The charter is not a perfect document for a number of reasons. I have heard a series of radio
discussions in which it has been highlighted that gays/lesbians have not been expressly
protected. While this is correct, I take a different view as to whether, in fact, they have been
totally excluded. Even if there is disagreement on that point, we can have no disagreement on
the clear and disappointing absence among the protected groups of persons with disabilities.
This is an unfortunate omission, which must not be allowed to continue for too long as the
equality before the law promised by the charter will be undermined if state organs are allowed
to treat some persons less favourably than others on the basis of their disabilities.

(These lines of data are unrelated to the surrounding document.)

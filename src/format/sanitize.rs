use scraper::{ElementRef, Html, Node};

/// Elements whose content the HTML parser keeps as raw text. When one of them
/// is unwrapped its text is parsed again so that markup inside is sanitized
/// instead of being shown as literal tags.
const RAW_TEXT_ELEMENTS: &[&str] = &[
    "script", "style", "textarea", "title", "xmp", "iframe", "noembed", "noframes", "noscript",
    "plaintext",
];

/// Bound on how many raw-text layers get re-parsed.
const MAX_REPARSE_DEPTH: usize = 8;

/// Strips every tag that is not in `allowed`, keeping its children in place.
/// Comments and doctypes are dropped. Allowed tags keep only the attributes
/// Telegram understands (`href` on links, `class` on code).
pub fn sanitize_html(raw: &str, allowed: &[&str]) -> String {
    let mut out = String::with_capacity(raw.len());
    sanitize_into(raw, allowed, &mut out, 0);
    out
}

fn sanitize_into(raw: &str, allowed: &[&str], out: &mut String, depth: usize) {
    let fragment = Html::parse_fragment(raw);
    write_children(fragment.root_element(), allowed, out, depth);
}

fn write_children(element: ElementRef<'_>, allowed: &[&str], out: &mut String, depth: usize) {
    let raw_text = RAW_TEXT_ELEMENTS.contains(&element.value().name());

    for child in element.children() {
        match child.value() {
            Node::Text(text) if raw_text && depth < MAX_REPARSE_DEPTH => {
                sanitize_into(text, allowed, out, depth + 1);
            }
            Node::Text(text) => escape_text(text, out),
            Node::Element(_) => {
                if let Some(child) = ElementRef::wrap(child) {
                    write_element(child, allowed, out, depth);
                }
            }
            _ => {}
        }
    }
}

fn write_element(element: ElementRef<'_>, allowed: &[&str], out: &mut String, depth: usize) {
    let name = element.value().name();
    if !allowed.contains(&name) {
        write_children(element, allowed, out, depth);
        return;
    }

    out.push('<');
    out.push_str(name);
    for (attr, value) in element.value().attrs() {
        if is_kept_attribute(name, attr) {
            out.push(' ');
            out.push_str(attr);
            out.push_str("=\"");
            escape_attribute(value, out);
            out.push('"');
        }
    }
    out.push('>');

    write_children(element, allowed, out, depth);

    out.push_str("</");
    out.push_str(name);
    out.push('>');
}

fn is_kept_attribute(tag: &str, attr: &str) -> bool {
    matches!((tag, attr), ("a", "href") | ("code", "class"))
}

pub fn escape_text(text: &str, out: &mut String) {
    for c in text.chars() {
        match c {
            '&' => out.push_str("&amp;"),
            '<' => out.push_str("&lt;"),
            '>' => out.push_str("&gt;"),
            _ => out.push(c),
        }
    }
}

pub fn escape_attribute(value: &str, out: &mut String) {
    for c in value.chars() {
        match c {
            '&' => out.push_str("&amp;"),
            '"' => out.push_str("&quot;"),
            '<' => out.push_str("&lt;"),
            '>' => out.push_str("&gt;"),
            _ => out.push(c),
        }
    }
}

#[cfg(test)]
mod tests {
    use super::*;
    use crate::constant::ALLOWED_TAGS;

    fn clean(raw: &str) -> String {
        sanitize_html(raw, ALLOWED_TAGS)
    }

    #[test]
    fn test_allowed_tags_pass_through() {
        assert_eq!(
            clean(r#"<b>bold</b> <i>it</i> <u>u</u> <code>x</code> <pre>y</pre>"#),
            r#"<b>bold</b> <i>it</i> <u>u</u> <code>x</code> <pre>y</pre>"#
        );
    }

    #[test]
    fn test_disallowed_tags_are_unwrapped_not_deleted() {
        assert_eq!(
            clean(r#"<div class="x"><p>Hello <span>big</span> <b>world</b></p></div>"#),
            "Hello big <b>world</b>"
        );
    }

    #[test]
    fn test_script_around_emphasis_keeps_text_and_emphasis() {
        let out = clean("<script><b>X</b></script>");
        assert_eq!(out, "<b>X</b>");
        assert!(!out.contains("script"));
    }

    #[test]
    fn test_nested_disallowed_layers() {
        let out = clean("<style><div><script><i>deep</i></script></div></style> tail");
        assert_eq!(out, "<i>deep</i> tail");
    }

    #[test]
    fn test_link_keeps_only_href() {
        assert_eq!(
            clean(r#"<a href="https://a.example/?q=1&amp;r=2" target="_blank" onclick="x()">go</a>"#),
            r#"<a href="https://a.example/?q=1&amp;r=2">go</a>"#
        );
    }

    #[test]
    fn test_text_is_escaped_and_comments_dropped() {
        assert_eq!(clean("a &amp; b <!-- note --> 1 &lt; 2"), "a &amp; b  1 &lt; 2");
    }

    #[test]
    fn test_unclosed_tags_are_closed() {
        assert_eq!(clean("<b>open"), "<b>open</b>");
    }

    #[test]
    fn test_newlines_survive() {
        assert_eq!(clean("<b>t</b>\n<i>s</i>\n\nbody"), "<b>t</b>\n<i>s</i>\n\nbody");
    }
}
use std::time::Duration;

use async_trait::async_trait;
use reqwest::Client;
use thiserror::Error;

#[derive(Debug, Error)]
pub enum RenderError {
    #[error("timed out after {0:?}")]
    Timeout(Duration),

    #[error("network error: {0}")]
    Network(String),

    #[error("render API error (status {status}): {message}")]
    Api { status: u16, message: String },
}

impl RenderError {
    fn from_reqwest(err: reqwest::Error, timeout: Duration) -> Self {
        if err.is_timeout() {
            RenderError::Timeout(timeout)
        } else {
            RenderError::Network(err.to_string())
        }
    }
}

/// Turns a page URL into HTML.
#[async_trait]
pub trait Renderer: Send + Sync {
    async fn render(&self, url: &str) -> Result<String, RenderError>;
}

/// Renders pages in headless Chromium through a Browserless `/content` endpoint.
/// Navigation resolves once the DOM is loaded; it does not wait for network idle.
pub struct BrowserlessRenderer {
    client: Client,
    base_url: String,
    token: Option<String>,
    timeout: Duration,
}

impl BrowserlessRenderer {
    pub fn new(client: Client, base_url: &str, token: Option<&str>, timeout: Duration) -> Self {
        Self {
            client,
            base_url: base_url.trim_end_matches('/').to_string(),
            token: token.map(String::from),
            timeout,
        }
    }

    fn endpoint(&self) -> String {
        let mut endpoint = format!("{}/content", self.base_url);
        if let Some(ref token) = self.token {
            endpoint.push_str(&format!("?token={token}"));
        }
        endpoint
    }
}

#[async_trait]
impl Renderer for BrowserlessRenderer {
    async fn render(&self, url: &str) -> Result<String, RenderError> {
        let body = serde_json::json!({
            "url": url,
            "gotoOptions": {
                "waitUntil": "domcontentloaded",
                "timeout": self.timeout.as_millis() as u64,
            },
        });

        let resp = self
            .client
            .post(self.endpoint())
            .timeout(self.timeout + Duration::from_secs(5))
            .json(&body)
            .send()
            .await
            .map_err(|e| RenderError::from_reqwest(e, self.timeout))?;

        let status = resp.status();
        if !status.is_success() {
            let message = resp.text().await.unwrap_or_default();
            return Err(RenderError::Api {
                status: status.as_u16(),
                message,
            });
        }

        resp.text()
            .await
            .map_err(|e| RenderError::from_reqwest(e, self.timeout))
    }
}

/// Plain GET without script execution. Enough for server-rendered news sites.
pub struct HttpRenderer {
    client: Client,
    timeout: Duration,
}

impl HttpRenderer {
    pub fn new(client: Client, timeout: Duration) -> Self {
        Self { client, timeout }
    }
}

#[async_trait]
impl Renderer for HttpRenderer {
    async fn render(&self, url: &str) -> Result<String, RenderError> {
        let resp = self
            .client
            .get(url)
            .timeout(self.timeout)
            .send()
            .await
            .map_err(|e| RenderError::from_reqwest(e, self.timeout))?;

        let status = resp.status();
        if !status.is_success() {
            return Err(RenderError::Api {
                status: status.as_u16(),
                message: status.canonical_reason().unwrap_or_default().to_string(),
            });
        }

        resp.text()
            .await
            .map_err(|e| RenderError::from_reqwest(e, self.timeout))
    }
}

#[cfg(test)]
mod tests {
    use super::*;

    #[test]
    fn test_browserless_endpoint_carries_token() {
        let renderer = BrowserlessRenderer::new(
            Client::new(),
            "http://browserless:3000/",
            Some("secret"),
            Duration::from_secs(30),
        );
        assert_eq!(
            renderer.endpoint(),
            "http://browserless:3000/content?token=secret"
        );

        let anonymous =
            BrowserlessRenderer::new(Client::new(), "http://browserless:3000", None, Duration::from_secs(30));
        assert_eq!(anonymous.endpoint(), "http://browserless:3000/content");
    }
}
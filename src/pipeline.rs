use std::sync::Arc;

use anyhow::Context;
use thiserror::Error;

use crate::constant::{DEFAULT_MAX_DELIVERY_ATTEMPTS, MAX_ARTICLES_PER_CYCLE};
use crate::dedup::DedupStore;
use crate::feed::{is_valid_link, FeedEntry, FeedError, FeedReader, FeedSource};
use crate::fetcher::ContentFetcher;
use crate::format::MessageFormatter;
use crate::store::Store;
use crate::telegram::{DeliveryError, Messenger};

/// Why a poll cycle ended early. The poller logs it and tries again after its interval.
#[derive(Debug, Error)]
pub enum CycleError {
    #[error("feed unavailable: {0}")]
    Feed(#[source] FeedError),

    #[error("store failure: {0:#}")]
    Store(#[from] anyhow::Error),

    #[error("delivery of {link} failed: {source}")]
    Delivery {
        link: String,
        #[source]
        source: DeliveryError,
    },
}

/// What one cycle saw and did.
#[derive(Debug, Default, Clone, PartialEq, Eq)]
pub struct CycleReport {
    pub entries: usize,
    pub invalid: usize,
    pub published: Vec<String>,
}

pub struct Pipeline<S: Store> {
    reader: Arc<dyn FeedReader>,
    fetcher: Arc<ContentFetcher>,
    formatter: MessageFormatter,
    messenger: Arc<dyn Messenger>,
    dedup: Arc<DedupStore<S>>,
    channel_id: String,
    max_per_cycle: usize,
    max_delivery_attempts: u32,
}

impl<S: Store> Pipeline<S> {
    pub fn dedup(&self) -> &Arc<DedupStore<S>> {
        &self.dedup
    }

    pub fn messenger(&self) -> &Arc<dyn Messenger> {
        &self.messenger
    }

    pub fn channel_id(&self) -> &str {
        &self.channel_id
    }

    /// One pass over the source's entries, in feed order. Stops after
    /// `max_per_cycle` publications or at the first failed delivery.
    pub async fn run_cycle(&self, source: &FeedSource) -> Result<CycleReport, CycleError> {
        let mut report = CycleReport::default();

        let entries = match self.reader.entries(source).await {
            Ok(entries) => entries,
            Err(FeedError::Malformed(reason)) => {
                tracing::warn!(source = %source.name, url = %source.url, %reason, "Skipping malformed feed");
                return Ok(report);
            }
            Err(e) => return Err(CycleError::Feed(e)),
        };

        report.entries = entries.len();
        if entries.is_empty() {
            tracing::debug!(source = %source.name, "Feed has no entries");
            return Ok(report);
        }

        for entry in entries {
            if report.published.len() >= self.max_per_cycle {
                break;
            }

            if !is_valid_link(&entry.link) {
                tracing::warn!(source = %source.name, link = %entry.link, "Invalid link");
                report.invalid += 1;
                continue;
            }

            if !self.is_candidate(source, &entry).await? {
                continue;
            }

            if self.publish(source, &entry).await? {
                report.published.push(entry.link);
            }
        }

        Ok(report)
    }

    async fn is_candidate(&self, source: &FeedSource, entry: &FeedEntry) -> anyhow::Result<bool> {
        if self.dedup.is_published(&entry.link).await? {
            return Ok(false);
        }

        let attempts = self
            .dedup
            .get(&entry.link)
            .await?
            .map_or(0, |record| record.delivery_attempts);
        if attempts >= self.max_delivery_attempts {
            tracing::debug!(
                source = %source.name,
                link = %entry.link,
                attempts,
                "Delivery abandoned earlier; skipping"
            );
            return Ok(false);
        }

        Ok(true)
    }

    /// Enrich, record, deliver, mark. `Ok(false)` when there was nothing to publish.
    async fn publish(&self, source: &FeedSource, entry: &FeedEntry) -> Result<bool, CycleError> {
        let Some(article) = self.fetcher.fetch(&entry.link).await else {
            return Ok(false);
        };

        self.dedup
            .record_article(&entry.link, &entry.title, &source.name, &article.text)
            .await?;

        let message = self
            .formatter
            .format(&entry.title, &source.name, &article.text, &entry.link);

        if let Err(e) = self.messenger.send_message(&self.channel_id, &message).await {
            let attempts = self.dedup.record_delivery_failure(&entry.link).await?;
            if attempts >= self.max_delivery_attempts {
                tracing::error!(
                    source = %source.name,
                    link = %entry.link,
                    attempts,
                    "Giving up on article after repeated delivery failures"
                );
            }
            return Err(CycleError::Delivery {
                link: entry.link.clone(),
                source: e,
            });
        }

        tracing::info!(source = %source.name, title = %entry.title, "Published article");
        self.dedup.mark_published(&entry.link).await?;
        Ok(true)
    }
}

pub struct PipelineBuilder<S: Store> {
    dedup: Arc<DedupStore<S>>,
    messenger: Arc<dyn Messenger>,
    channel_id: String,
    reader: Option<Arc<dyn FeedReader>>,
    fetcher: Option<Arc<ContentFetcher>>,
    formatter: MessageFormatter,
    max_per_cycle: usize,
    max_delivery_attempts: u32,
}

impl<S: Store> PipelineBuilder<S> {
    pub fn new(
        dedup: Arc<DedupStore<S>>,
        messenger: Arc<dyn Messenger>,
        channel_id: impl Into<String>,
    ) -> Self {
        Self {
            dedup,
            messenger,
            channel_id: channel_id.into(),
            reader: None,
            fetcher: None,
            formatter: MessageFormatter::default(),
            max_per_cycle: MAX_ARTICLES_PER_CYCLE,
            max_delivery_attempts: DEFAULT_MAX_DELIVERY_ATTEMPTS,
        }
    }

    pub fn with_reader(mut self, reader: Arc<dyn FeedReader>) -> Self {
        self.reader = Some(reader);
        self
    }

    pub fn with_fetcher(mut self, fetcher: Arc<ContentFetcher>) -> Self {
        self.fetcher = Some(fetcher);
        self
    }

    pub fn with_formatter(mut self, formatter: MessageFormatter) -> Self {
        self.formatter = formatter;
        self
    }

    pub fn max_per_cycle(mut self, max: usize) -> Self {
        self.max_per_cycle = max.max(1);
        self
    }

    pub fn max_delivery_attempts(mut self, max: u32) -> Self {
        self.max_delivery_attempts = max.max(1);
        self
    }

    pub fn build(self) -> anyhow::Result<Pipeline<S>> {
        let reader = self.reader.context("feed reader is not set")?;
        let fetcher = self.fetcher.context("content fetcher is not set")?;

        Ok(Pipeline {
            reader,
            fetcher,
            formatter: self.formatter,
            messenger: self.messenger,
            dedup: self.dedup,
            channel_id: self.channel_id,
            max_per_cycle: self.max_per_cycle,
            max_delivery_attempts: self.max_delivery_attempts,
        })
    }
}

Those who are in support of the retention of the death penalty have scored a victory, as the
charter, by Section 13 (8)(a), expressly overruled the decision of the Judicial Committee of the
Privy Council in Pratt and Morgan vs Attorney General of Jamaica. In Pratt and Morgan, the
judges held that holding a person on death row for more than five years constitutes inhumane
treatment, and the State could not then execute. Now the charter makes it very clear that a
person who has been on death row for five years or more cannot resist the hangman's noose
(where sentence is imposed after the charter takes effect). Some argue that this is an improper
use by the legislature of its power, but the point that rights advocates must note is that the
charter does not preclude the delay point being advanced with other grounds as a reason to
quash death sentences.

This is undoubtedly a major piece of legislation, and we, the people, must ensure that we arm
ourselves with knowledge of its enlightened contents while the State should earnestly train its
employees to understand its full implications, as without knowledge of what is now expected of
them, public-sector employees can unwittingly cause the State to incur a large number of
claims. It is clear that this monumental piece of legislation will need the court to interpret and
apply the rights guaranteed, which calls for a new approach by judges, as they will be called
upon to be that voice of reason in the debate that exists between State and the individual.